Он поспешно натянул трико, ботфорты, накинул поверх коричневой своей фуфайки бархатный плащ...
– Ни одного бурана не проходит, чтобы кого-нибудь не занесло... Иначе совсем капут... Ведьма заела... Вы еще ее не знаете, - он вдруг оборвал, подкрался к двери и прислушался.
– Молчит... боится... Я ее сегодня отбрил...
– прошептал он и уставился на меня со страхом.
– Вы что подумали? Бритвой отбрил? Пожалуй, черт знает что еще подумаете...
Он закрыл глаза, вздрогнул, словно от озноба.
– Внизу стряпуха живет, на ночь запирается, такой на нее нападает страх... Очень у нас нехорошо. Никакого нет порядку. Я говорил братьям: "За какие такие грехи отдуваться я должен у вас в пустом дому? За то, что неудавшийся актер, что ли? За это жалеть надо..." А они разочарованного, без участия, без ласки, заперли на смех... Какова человеческая жестокость!.. Да ведь промотался я для искусства... Двадцать два года играл... А знаете, почему оставил сцену? Я трагических любовников играю, а на самом деле не любил ни разу... Вот и решился сначала полюбить, а потом изображать любовь... Я братьям написал: двадцать два года, мол, ошибался, теперь я нашел себя, могу играть... Я пробовал... На. этих подмостках до обморока сам себя доводил... Пусть только денег пришлют на выезд.
Иван Степанович надвинул шляпу с пером на глаза, оперся на эфес шпаги, локтем откинул красный плащ и сердито поглядел на меня.
– Думаете: вот влюбился старый дурак, заперли его с ведьмой, так он и в ведьму влюбился. Я бы вас посадил на денек с этой женщиной. Глаз с меня не спускает. Я - слово, я - шаг, - она все в журнал записывает. Исключительно для надругательства. У нее ничего человеческого нет, провались она пропадом. Через нее и пью! Пропита! Прожита! Опоганена вся душа!..

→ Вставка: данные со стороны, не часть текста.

//! Scheduling, isolation and notification behavior of the coordinator.

mod common;

use std::sync::Arc;
use std::time::Duration;

use common::{Counter, Hanging, Scripted};
use parking_lot::Mutex;
use swissknife_sdk::{
    Coordinator, CoordinatorError, CoordinatorState, FailurePolicy, PointState, Subscriber, SubscriberError,
    SubscriptionId,
};
use swissknife_types::{ErrorKind, FetchResult, Reading, SourceId, Value};
use tokio::time::Instant;

#[tokio::test(start_paused = true)]
async fn hanging_source_costs_one_timeout_not_n() {
    let timeout = Duration::from_secs(10);
    let coordinator = Coordinator::builder()
        .fetcher(Arc::new(Scripted::ok("a", 1.0)))
        .fetcher(Arc::new(Hanging(SourceId::from("stuck"))))
        .fetcher(Arc::new(Scripted::ok("b", 2.0)))
        .fetcher(Arc::new(Hanging(SourceId::from("stuck-too"))))
        .fetcher(Arc::new(Scripted::ok("c", 3.0)))
        .fetch_timeout(timeout)
        .build()
        .unwrap();

    let started = Instant::now();
    let report = coordinator.refresh_now().await.unwrap();
    let elapsed = started.elapsed();

    assert!(elapsed >= timeout);
    assert!(elapsed < timeout + Duration::from_millis(500), "took {:?}", elapsed);
    assert_eq!(report.succeeded, 3);
    assert_eq!(report.failed, 2);

    let stuck = coordinator.get(&SourceId::from("stuck")).unwrap();
    assert_eq!(stuck.result.failure_ref().unwrap().kind, ErrorKind::Network);
}

#[tokio::test]
async fn one_failure_does_not_touch_other_entries() {
    let coordinator = Coordinator::builder()
        .fetcher(Arc::new(Scripted::ok("a", 1.0)))
        .fetcher(Arc::new(Scripted::failing("broken")))
        .fetcher(Arc::new(Scripted::ok("b", 2.0)))
        .build()
        .unwrap();

    let report = coordinator.refresh_now().await.unwrap();
    let snapshot = report.snapshot;

    assert_eq!(snapshot.len(), 3);
    assert_eq!(
        snapshot.get(&SourceId::from("a")).unwrap().reading().unwrap().value,
        Value::Number(1.0)
    );
    assert_eq!(
        snapshot.get(&SourceId::from("b")).unwrap().reading().unwrap().value,
        Value::Number(2.0)
    );
    assert_eq!(
        snapshot.get(&SourceId::from("broken")).unwrap().result.failure_ref().unwrap().kind,
        ErrorKind::HttpStatus
    );
}

fn flaky(id: &str) -> Arc<Scripted> {
    Arc::new(Scripted::new(
        id,
        vec![
            Reading::new(10.0).into(),
            FetchResult::failure(ErrorKind::Network, "connection reset"),
        ],
    ))
}

#[tokio::test]
async fn retain_policy_applies_to_every_failing_source() {
    let coordinator = Coordinator::builder()
        .fetcher(flaky("x"))
        .fetcher(flaky("y"))
        .failure_policy(FailurePolicy::RetainLastGood)
        .build()
        .unwrap();

    coordinator.refresh_now().await.unwrap();
    coordinator.refresh_now().await.unwrap();

    for id in ["x", "y"] {
        let entry = coordinator.get(&SourceId::from(id)).unwrap();
        assert!(entry.is_stale(), "{} should be stale", id);
        assert_eq!(entry.reading().unwrap().value, Value::Number(10.0));
        assert_eq!(entry.last_error.unwrap().detail, "connection reset");
    }
}

#[tokio::test]
async fn overwrite_policy_applies_to_every_failing_source() {
    let coordinator = Coordinator::builder()
        .fetcher(flaky("x"))
        .fetcher(flaky("y"))
        .failure_policy(FailurePolicy::Overwrite)
        .build()
        .unwrap();

    coordinator.refresh_now().await.unwrap();
    coordinator.refresh_now().await.unwrap();

    for id in ["x", "y"] {
        let entry = coordinator.get(&SourceId::from(id)).unwrap();
        assert!(entry.reading().is_none(), "{} should expose the failure", id);
        assert!(entry.last_success_ms.is_some());
    }
}

#[tokio::test]
async fn every_subscriber_hears_each_tick_once() {
    let coordinator = Coordinator::builder()
        .fetcher(Arc::new(Scripted::ok("a", 1.0)))
        .fetcher(Arc::new(Scripted::failing("b")))
        .build()
        .unwrap();

    let first = Arc::new(Counter::default());
    let second = Arc::new(Counter::default());
    coordinator.attach(first.clone());
    coordinator.attach(second.clone());

    for _ in 0..3 {
        let report = coordinator.refresh_now().await.unwrap();
        assert_eq!(report.notified, 2);
        assert_eq!(report.notify_errors, 0);
    }

    assert_eq!(first.count(), 3);
    assert_eq!(second.count(), 3);
}

/// Detaches another subscriber the first time it is notified.
struct Unsubscriber {
    coordinator: Coordinator,
    target: Mutex<Option<SubscriptionId>>,
}

impl Subscriber for Unsubscriber {
    fn on_refresh(&self) -> Result<(), SubscriberError> {
        if let Some(id) = self.target.lock().take() {
            self.coordinator.detach(id);
        }
        Ok(())
    }
}

#[tokio::test]
async fn subscriber_detached_mid_pass_is_not_called() {
    let coordinator = Coordinator::builder()
        .fetcher(Arc::new(Scripted::ok("a", 1.0)))
        .build()
        .unwrap();

    let unsubscriber = Arc::new(Unsubscriber {
        coordinator: coordinator.clone(),
        target: Mutex::new(None),
    });
    coordinator.attach(unsubscriber.clone());

    let victim = Arc::new(Counter::default());
    let victim_id = coordinator.attach(victim.clone());
    *unsubscriber.target.lock() = Some(victim_id);

    coordinator.refresh_now().await.unwrap();
    coordinator.refresh_now().await.unwrap();

    assert_eq!(victim.count(), 0);
}

struct Broken;

impl Subscriber for Broken {
    fn on_refresh(&self) -> Result<(), SubscriberError> {
        Err(SubscriberError::new("renderer closed"))
    }
}

#[tokio::test]
async fn subscriber_errors_are_counted_not_fatal() {
    let coordinator = Coordinator::builder()
        .fetcher(Arc::new(Scripted::ok("a", 1.0)))
        .build()
        .unwrap();

    coordinator.attach(Arc::new(Broken));
    let after = Arc::new(Counter::default());
    coordinator.attach(after.clone());

    let report = coordinator.refresh_now().await.unwrap();

    assert_eq!(report.notified, 2);
    assert_eq!(report.notify_errors, 1);
    assert_eq!(after.count(), 1);
}

#[tokio::test(start_paused = true)]
async fn manual_requests_during_a_tick_coalesce_into_one() {
    let slow = Arc::new(Scripted::ok("slow", 1.0).with_delay(Duration::from_secs(1)));
    let coordinator = Coordinator::builder()
        .fetcher(slow.clone())
        .interval(Duration::from_secs(60))
        .build()
        .unwrap();

    let ticks = Arc::new(Counter::default());
    coordinator.attach(ticks.clone());

    let handle = coordinator.start();

    // First tick is in flight
    tokio::time::sleep(Duration::from_millis(100)).await;
    assert_eq!(coordinator.state(), CoordinatorState::Ticking);

    coordinator.request_refresh();
    coordinator.request_refresh();

    tokio::time::sleep(Duration::from_secs(5)).await;
    assert_eq!(ticks.count(), 2);
    assert_eq!(slow.calls(), 2);
    assert_eq!(coordinator.state(), CoordinatorState::Idle);

    handle.stop().await;
}

#[tokio::test(start_paused = true)]
async fn timer_drives_ticks() {
    let coordinator = Coordinator::builder()
        .fetcher(Arc::new(Scripted::ok("a", 1.0)))
        .interval(Duration::from_secs(10))
        .build()
        .unwrap();

    let ticks = Arc::new(Counter::default());
    coordinator.attach(ticks.clone());

    let handle = coordinator.start();
    tokio::time::sleep(Duration::from_secs(25)).await;
    handle.stop().await;

    // Ticks at 0s, 10s and 20s
    assert_eq!(ticks.count(), 3);
    assert_eq!(coordinator.snapshot().tick, 3);
}

#[tokio::test(start_paused = true)]
async fn stop_during_tick_skips_notification() {
    let coordinator = Coordinator::builder()
        .fetcher(Arc::new(Scripted::ok("slow", 1.0).with_delay(Duration::from_secs(5))))
        .build()
        .unwrap();

    let ticks = Arc::new(Counter::default());
    coordinator.attach(ticks.clone());

    let handle = coordinator.start();
    tokio::time::sleep(Duration::from_millis(100)).await;
    assert_eq!(coordinator.state(), CoordinatorState::Ticking);

    handle.stop().await;

    assert_eq!(coordinator.state(), CoordinatorState::Stopped);
    assert_eq!(ticks.count(), 0);
    assert!(coordinator.snapshot().is_empty());
}

#[tokio::test(start_paused = true)]
async fn direct_refresh_finishing_after_stop_is_discarded() {
    let coordinator = Coordinator::builder()
        .fetcher(Arc::new(Scripted::ok("slow", 1.0).with_delay(Duration::from_secs(5))))
        .build()
        .unwrap();

    let ticks = Arc::new(Counter::default());
    coordinator.attach(ticks.clone());

    let manual = tokio::spawn({
        let coordinator = coordinator.clone();
        async move { coordinator.refresh_now().await }
    });
    tokio::time::sleep(Duration::from_millis(100)).await;

    let handle = coordinator.start();
    handle.stop().await;
    assert_eq!(coordinator.state(), CoordinatorState::Stopped);

    let result = manual.await.unwrap();
    assert!(matches!(result, Err(CoordinatorError::Stopped)));
    assert_eq!(ticks.count(), 0);
    assert!(coordinator.snapshot().is_empty());
}

#[tokio::test(start_paused = true)]
async fn dropping_the_handle_stops_the_loop() {
    let coordinator = Coordinator::builder()
        .fetcher(Arc::new(Scripted::ok("a", 1.0)))
        .interval(Duration::from_secs(1))
        .build()
        .unwrap();

    let handle = coordinator.start();
    tokio::time::sleep(Duration::from_millis(10)).await;
    drop(handle);
    tokio::time::sleep(Duration::from_millis(10)).await;

    assert_eq!(coordinator.state(), CoordinatorState::Stopped);
}

#[tokio::test]
async fn data_point_follows_its_source() {
    let coordinator = Coordinator::builder()
        .fetcher(flaky("rate"))
        .failure_policy(FailurePolicy::Overwrite)
        .build()
        .unwrap();

    let point = coordinator.data_point(SourceId::from("rate"));
    let never = coordinator.data_point(SourceId::from("unregistered"));
    assert_eq!(point.state(), PointState::Unknown);

    coordinator.refresh_now().await.unwrap();
    assert_eq!(point.state(), PointState::Resolved(Value::Number(10.0)));
    assert!(point.available());

    coordinator.refresh_now().await.unwrap();
    // Still shows the last resolved value while failing
    assert_eq!(point.state(), PointState::Resolved(Value::Number(10.0)));
    assert!(!point.available());

    assert_eq!(never.state(), PointState::Unknown);
}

При этих словах Иван Степанович швырнул шляпу, взъерошил полуседые волосы и ступил к подмосткам. Я молчал. Все это вышло у него плохо неестественно. Он и сам это заметил. Покачал головой, усмехнулся.
– Наигрываю. Сорвался с тона. А?..
– сказал он.
– Я лучше из Шекспира что-нибудь...
Он взошел на помост, задумался, схватив подбородок, и потом проговорил странным, иным голосом, от которого у меня сразу закололо по спине:
– Офелия, иди в монастырь! Иди в монастырь. Не отпирая дверей...
– Он страшно поднял брови и зашептал: - А если он, со зверской лаской, ворвется в девичью обитель, ты шаль свяжи на девственной груди и тайно в узел спрячь иглу.
Иван Степанович вдруг надул щеки, выпустил воздух, сел на ступеньку, уронил голову на руки и заплакал.
– Забыл... Все перепутал, - проговорил он.
– Какая досада!
Вдруг постучались. Иван Степанович сорвался с помоста и, навалившись на дверь, едва проговорил:
– Кто здесь?
– А я это, - ответил ямщик, - промерз.
Иван Степанович впустил его, совсем уже обсосуленного и запушенного снегом.
– Погреться хотел в кухне, а прислуга не отпирает, боится, что ли, проговорил он, переминаясь.
– Так пей же, пей, пей!
– воскликнул Иван Степанович, суя бутылкой в ямщика.